[Saved data entries]
*-*-*

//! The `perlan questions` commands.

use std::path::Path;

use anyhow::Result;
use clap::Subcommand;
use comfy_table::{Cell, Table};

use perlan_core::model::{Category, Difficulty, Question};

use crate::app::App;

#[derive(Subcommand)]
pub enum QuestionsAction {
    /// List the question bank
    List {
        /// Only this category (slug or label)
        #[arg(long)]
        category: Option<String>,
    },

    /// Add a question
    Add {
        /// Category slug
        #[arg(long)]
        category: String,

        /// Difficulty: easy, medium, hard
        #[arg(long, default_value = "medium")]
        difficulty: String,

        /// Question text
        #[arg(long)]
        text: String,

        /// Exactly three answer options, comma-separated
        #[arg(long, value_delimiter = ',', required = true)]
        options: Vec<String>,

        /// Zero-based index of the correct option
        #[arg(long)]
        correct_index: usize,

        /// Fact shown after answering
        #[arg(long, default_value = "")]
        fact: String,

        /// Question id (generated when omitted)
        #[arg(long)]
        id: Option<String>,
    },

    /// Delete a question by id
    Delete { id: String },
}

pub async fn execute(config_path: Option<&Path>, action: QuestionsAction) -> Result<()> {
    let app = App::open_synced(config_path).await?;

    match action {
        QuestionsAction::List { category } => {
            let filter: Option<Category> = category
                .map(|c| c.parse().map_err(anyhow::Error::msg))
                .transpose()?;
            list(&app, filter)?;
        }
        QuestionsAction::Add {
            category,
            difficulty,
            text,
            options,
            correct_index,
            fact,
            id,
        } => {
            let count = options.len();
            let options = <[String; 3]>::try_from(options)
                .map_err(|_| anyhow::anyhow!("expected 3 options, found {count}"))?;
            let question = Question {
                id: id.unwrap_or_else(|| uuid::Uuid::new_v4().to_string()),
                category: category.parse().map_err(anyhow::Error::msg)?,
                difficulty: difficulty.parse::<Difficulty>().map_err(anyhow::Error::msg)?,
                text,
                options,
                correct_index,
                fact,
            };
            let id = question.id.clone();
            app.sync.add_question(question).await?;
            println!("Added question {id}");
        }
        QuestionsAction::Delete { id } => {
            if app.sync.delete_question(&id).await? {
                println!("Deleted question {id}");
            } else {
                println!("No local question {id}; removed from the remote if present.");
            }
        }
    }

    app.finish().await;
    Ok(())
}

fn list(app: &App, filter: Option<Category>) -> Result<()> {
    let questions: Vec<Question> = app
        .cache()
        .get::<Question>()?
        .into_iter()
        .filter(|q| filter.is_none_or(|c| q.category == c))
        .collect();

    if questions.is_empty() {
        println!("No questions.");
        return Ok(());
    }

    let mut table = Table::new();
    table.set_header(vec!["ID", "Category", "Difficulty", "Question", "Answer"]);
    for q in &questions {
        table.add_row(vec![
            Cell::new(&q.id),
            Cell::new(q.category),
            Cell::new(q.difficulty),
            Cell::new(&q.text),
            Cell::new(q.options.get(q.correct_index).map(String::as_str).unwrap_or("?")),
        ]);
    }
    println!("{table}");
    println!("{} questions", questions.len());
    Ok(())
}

*-*-*

Exercise brief
Copy out each record, keeping every word as it is.

Output for this exercise
//! The `perlan questions` commands.

use std::path::Path;

use anyhow::Result;
use clap::Subcommand;
use comfy_table::{Cell, Table};

use perlan_core::model::{Category, Difficulty, Question};

use crate::app::App;

#[derive(Subcommand)]
pub enum QuestionsAction {
    /// List the question bank
    List {
        /// Only this category (slug or label)
        #[arg(long)]
        category: Option<String>,
    },

    /// Add a question
    Add {
        /// Category slug
        #[arg(long)]
        category: String,

        /// Difficulty: easy, medium, hard
        #[arg(long, default_value = "medium")]
        difficulty: String,

        /// Question text
        #[arg(long)]
        text: String,

        /// Exactly three answer options, comma-separated
        #[arg(long, value_delimiter = ',', required = true)]
        options: Vec<String>,

        /// Zero-based index of the correct option
        #[arg(long)]
        correct_index: usize,

        /// Fact shown after answering
        #[arg(long, default_value = "")]
        fact: String,

        /// Question id (generated when omitted)
        #[arg(long)]
        id: Option<String>,
    },

    /// Delete a question by id
    Delete { id: String },
}

pub async fn execute(config_path: Option<&Path>, action: QuestionsAction) -> Result<()> {
    let app = App::open_synced(config_path).await?;

    match action {
        QuestionsAction::List { category } => {
            let filter: Option<Category> = category
                .map(|c| c.parse().map_err(anyhow::Error::msg))
                .transpose()?;
            list(&app, filter)?;
        }
        QuestionsAction::Add {
            category,
            difficulty,
            text,
            options,
            correct_index,
            fact,
            id,
        } => {
            let count = options.len();
            let options = <[String; 3]>::try_from(options)
                .map_err(|_| anyhow::anyhow!("expected 3 options, found {count}"))?;
            let question = Question {
                id: id.unwrap_or_else(|| uuid::Uuid::new_v4().to_string()),
                category: category.parse().map_err(anyhow::Error::msg)?,
                difficulty: difficulty.parse::<Difficulty>().map_err(anyhow::Error::msg)?,
                text,
                options,
                correct_index,
                fact,
            };
            let id = question.id.clone();
            app.sync.add_question(question).await?;
            println!("Added question {id}");
        }
        QuestionsAction::Delete { id } => {
            if app.sync.delete_question(&id).await? {
                println!("Deleted question {id}");
            } else {
                println!("No local question {id}; removed from the remote if present.");
            }
        }
    }

    app.finish().await;
    Ok(())
}

fn list(app: &App, filter: Option<Category>) -> Result<()> {
    let questions: Vec<Question> = app
        .cache()
        .get::<Question>()?
        .into_iter()
        .filter(|q| filter.is_none_or(|c| q.category == c))
        .collect();

    if questions.is_empty() {
        println!("No questions.");
        return Ok(());
    }

    let mut table = Table::new();
    table.set_header(vec!["ID", "Category", "Difficulty", "Question", "Answer"]);
    for q in &questions {
        table.add_row(vec![
            Cell::new(&q.id),
            Cell::new(q.category),
            Cell::new(q.difficulty),
            Cell::new(&q.text),
            Cell::new(q.options.get(q.correct_index).map(String::as_str).unwrap_or("?")),
        ]);
    }
    println!("{table}");
    println!("{} questions", questions.len());
    Ok(())
}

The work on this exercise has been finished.